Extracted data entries
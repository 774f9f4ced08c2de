//! AST → nested filter-document mapping (spec §4.10), grounded on the
//! `other_examples` flitbit-avocado `dsl::filter` `Filter` enum's
//! `$eq`/`$ne`/`$and`/`$regex` naming convention, adapted to AMEL's own AST
//! instead of a pre-built Bson filter type.

use crate::ast::{BinaryOp, Expr, ExprKind, Literal};
use crate::error::{Error, ErrorKind, Result};
use indexmap::IndexMap;

/// A value in a compiled filter document: a scalar, an ordered list, or a
/// nested document (ordered so `$and`/`$or` children print deterministically).
#[derive(Debug, Clone, PartialEq)]
pub enum FilterValue {
    Null,
    Bool(bool),
    Int(i64),
    Float(f64),
    String(String),
    List(Vec<FilterValue>),
    Doc(IndexMap<String, FilterValue>),
}

impl FilterValue {
    fn doc(entries: Vec<(&str, FilterValue)>) -> Self {
        let mut map = IndexMap::new();
        for (k, v) in entries {
            map.insert(k.to_string(), v);
        }
        FilterValue::Doc(map)
    }

    fn single(key: &str, value: FilterValue) -> Self {
        Self::doc(vec![(key, value)])
    }

    pub fn to_compact_string(&self) -> String {
        let mut out = String::new();
        write_value(self, &mut out);
        out
    }

    pub fn to_indented_string(&self) -> String {
        let mut out = String::new();
        write_value_indented(self, &mut out, 0);
        out
    }
}

fn escape_json_string(s: &str) -> String {
    s.replace('\\', "\\\\").replace('"', "\\\"")
}

fn write_value(v: &FilterValue, out: &mut String) {
    match v {
        FilterValue::Null => out.push_str("null"),
        FilterValue::Bool(b) => out.push_str(if *b { "true" } else { "false" }),
        FilterValue::Int(n) => out.push_str(&n.to_string()),
        FilterValue::Float(f) => out.push_str(&f.to_string()),
        FilterValue::String(s) => {
            out.push('"');
            out.push_str(&escape_json_string(s));
            out.push('"');
        }
        FilterValue::List(items) => {
            out.push('[');
            for (i, item) in items.iter().enumerate() {
                if i > 0 {
                    out.push_str(", ");
                }
                write_value(item, out);
            }
            out.push(']');
        }
        FilterValue::Doc(map) => {
            out.push('{');
            for (i, (k, v)) in map.iter().enumerate() {
                if i > 0 {
                    out.push_str(", ");
                }
                out.push('"');
                out.push_str(&escape_json_string(k));
                out.push_str("\": ");
                write_value(v, out);
            }
            out.push('}');
        }
    }
}

fn write_value_indented(v: &FilterValue, out: &mut String, depth: usize) {
    let pad = "  ".repeat(depth);
    let pad_inner = "  ".repeat(depth + 1);
    match v {
        FilterValue::List(items) if !items.is_empty() => {
            out.push_str("[\n");
            for (i, item) in items.iter().enumerate() {
                out.push_str(&pad_inner);
                write_value_indented(item, out, depth + 1);
                if i + 1 < items.len() {
                    out.push(',');
                }
                out.push('\n');
            }
            out.push_str(&pad);
            out.push(']');
        }
        FilterValue::Doc(map) if !map.is_empty() => {
            out.push_str("{\n");
            for (i, (k, v)) in map.iter().enumerate() {
                out.push_str(&pad_inner);
                out.push('"');
                out.push_str(&escape_json_string(k));
                out.push_str("\": ");
                write_value_indented(v, out, depth + 1);
                if i + 1 < map.len() {
                    out.push(',');
                }
                out.push('\n');
            }
            out.push_str(&pad);
            out.push('}');
        }
        other => write_value(other, out),
    }
}

/// Strips `$`/`$.`, rewrites `[n]`/`["k"]`/`['k']` to `.n`/`.k`, collapses
/// repeated dots, and trims edge dots (spec §4.10).
pub fn default_field_mapping(path: &str) -> String {
    let stripped = path
        .strip_prefix("$.")
        .or_else(|| path.strip_prefix('$'))
        .unwrap_or(path);

    let chars: Vec<char> = stripped.chars().collect();
    let mut out = String::new();
    let mut i = 0;
    while i < chars.len() {
        if chars[i] == '[' {
            let mut j = i + 1;
            while j < chars.len() && chars[j] != ']' {
                j += 1;
            }
            let inner: String = chars[i + 1..j].iter().collect();
            let inner = inner.trim_matches(|c| c == '"' || c == '\'');
            if !out.is_empty() && !out.ends_with('.') {
                out.push('.');
            }
            out.push_str(inner);
            i = j + 1;
        } else {
            out.push(chars[i]);
            i += 1;
        }
    }

    let mut collapsed = String::new();
    let mut last_dot = false;
    for c in out.chars() {
        if c == '.' {
            if last_dot {
                continue;
            }
            last_dot = true;
        } else {
            last_dot = false;
        }
        collapsed.push(c);
    }
    collapsed.trim_matches('.').to_string()
}

#[derive(Default)]
pub struct DocQueryOptions {
    pub field_mapper: Option<Box<dyn Fn(&str) -> String>>,
}

pub fn compile(expr: &Expr, options: &DocQueryOptions) -> Result<FilterValue> {
    let compiler = Compiler { options };
    compiler.emit(expr)
}

struct Compiler<'a> {
    options: &'a DocQueryOptions,
}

- What the exercise asks
Every entry, from first to last, should be written out exactly.

- Solution to this problem
repository 774f9f4ced08c2de
//! AST → nested filter-document mapping (spec §4.10), grounded on the
//! `other_examples` flitbit-avocado `dsl::filter` `Filter` enum's
//! `$eq`/`$ne`/`$and`/`$regex` naming convention, adapted to AMEL's own AST
//! instead of a pre-built Bson filter type.

use crate::ast::{BinaryOp, Expr, ExprKind, Literal};
use crate::error::{Error, ErrorKind, Result};
use indexmap::IndexMap;

/// A value in a compiled filter document: a scalar, an ordered list, or a
/// nested document (ordered so `$and`/`$or` children print deterministically).
#[derive(Debug, Clone, PartialEq)]
pub enum FilterValue {
    Null,
    Bool(bool),
    Int(i64),
    Float(f64),
    String(String),
    List(Vec<FilterValue>),
    Doc(IndexMap<String, FilterValue>),
}

impl FilterValue {
    fn doc(entries: Vec<(&str, FilterValue)>) -> Self {
        let mut map = IndexMap::new();
        for (k, v) in entries {
            map.insert(k.to_string(), v);
        }
        FilterValue::Doc(map)
    }

    fn single(key: &str, value: FilterValue) -> Self {
        Self::doc(vec![(key, value)])
    }

    pub fn to_compact_string(&self) -> String {
        let mut out = String::new();
        write_value(self, &mut out);
        out
    }

    pub fn to_indented_string(&self) -> String {
        let mut out = String::new();
        write_value_indented(self, &mut out, 0);
        out
    }
}

fn escape_json_string(s: &str) -> String {
    s.replace('\\', "\\\\").replace('"', "\\\"")
}

fn write_value(v: &FilterValue, out: &mut String) {
    match v {
        FilterValue::Null => out.push_str("null"),
        FilterValue::Bool(b) => out.push_str(if *b { "true" } else { "false" }),
        FilterValue::Int(n) => out.push_str(&n.to_string()),
        FilterValue::Float(f) => out.push_str(&f.to_string()),
        FilterValue::String(s) => {
            out.push('"');
            out.push_str(&escape_json_string(s));
            out.push('"');
        }
        FilterValue::List(items) => {
            out.push('[');
            for (i, item) in items.iter().enumerate() {
                if i > 0 {
                    out.push_str(", ");
                }
                write_value(item, out);
            }
            out.push(']');
        }
        FilterValue::Doc(map) => {
            out.push('{');
            for (i, (k, v)) in map.iter().enumerate() {
                if i > 0 {
                    out.push_str(", ");
                }
                out.push('"');
                out.push_str(&escape_json_string(k));
                out.push_str("\": ");
                write_value(v, out);
            }
            out.push('}');
        }
    }
}

fn write_value_indented(v: &FilterValue, out: &mut String, depth: usize) {
    let pad = "  ".repeat(depth);
    let pad_inner = "  ".repeat(depth + 1);
    match v {
        FilterValue::List(items) if !items.is_empty() => {
            out.push_str("[\n");
            for (i, item) in items.iter().enumerate() {
                out.push_str(&pad_inner);
                write_value_indented(item, out, depth + 1);
                if i + 1 < items.len() {
                    out.push(',');
                }
                out.push('\n');
            }
            out.push_str(&pad);
            out.push(']');
        }
        FilterValue::Doc(map) if !map.is_empty() => {
            out.push_str("{\n");
            for (i, (k, v)) in map.iter().enumerate() {
                out.push_str(&pad_inner);
                out.push('"');
                out.push_str(&escape_json_string(k));
                out.push_str("\": ");
                write_value_indented(v, out, depth + 1);
                if i + 1 < map.len() {
                    out.push(',');
                }
                out.push('\n');
            }
            out.push_str(&pad);
            out.push('}');
        }
        other => write_value(other, out),
    }
}

/// Strips `$`/`$.`, rewrites `[n]`/`["k"]`/`['k']` to `.n`/`.k`, collapses
/// repeated dots, and trims edge dots (spec §4.10).
pub fn default_field_mapping(path: &str) -> String {
    let stripped = path
        .strip_prefix("$.")
        .or_else(|| path.strip_prefix('$'))
        .unwrap_or(path);

    let chars: Vec<char> = stripped.chars().collect();
    let mut out = String::new();
    let mut i = 0;
    while i < chars.len() {
        if chars[i] == '[' {
            let mut j = i + 1;
            while j < chars.len() && chars[j] != ']' {
                j += 1;
            }
            let inner: String = chars[i + 1..j].iter().collect();
            let inner = inner.trim_matches(|c| c == '"' || c == '\'');
            if !out.is_empty() && !out.ends_with('.') {
                out.push('.');
            }
            out.push_str(inner);
            i = j + 1;
        } else {
            out.push(chars[i]);
            i += 1;
        }
    }

    let mut collapsed = String::new();
    let mut last_dot = false;
    for c in out.chars() {
        if c == '.' {
            if last_dot {
                continue;
            }
            last_dot = true;
        } else {
            last_dot = false;
        }
        collapsed.push(c);
    }
    collapsed.trim_matches('.').to_string()
}

#[derive(Default)]
pub struct DocQueryOptions {
    pub field_mapper: Option<Box<dyn Fn(&str) -> String>>,
}

pub fn compile(expr: &Expr, options: &DocQueryOptions) -> Result<FilterValue> {
    let compiler = Compiler { options };
    compiler.emit(expr)
}

struct Compiler<'a> {
    options: &'a DocQueryOptions,
}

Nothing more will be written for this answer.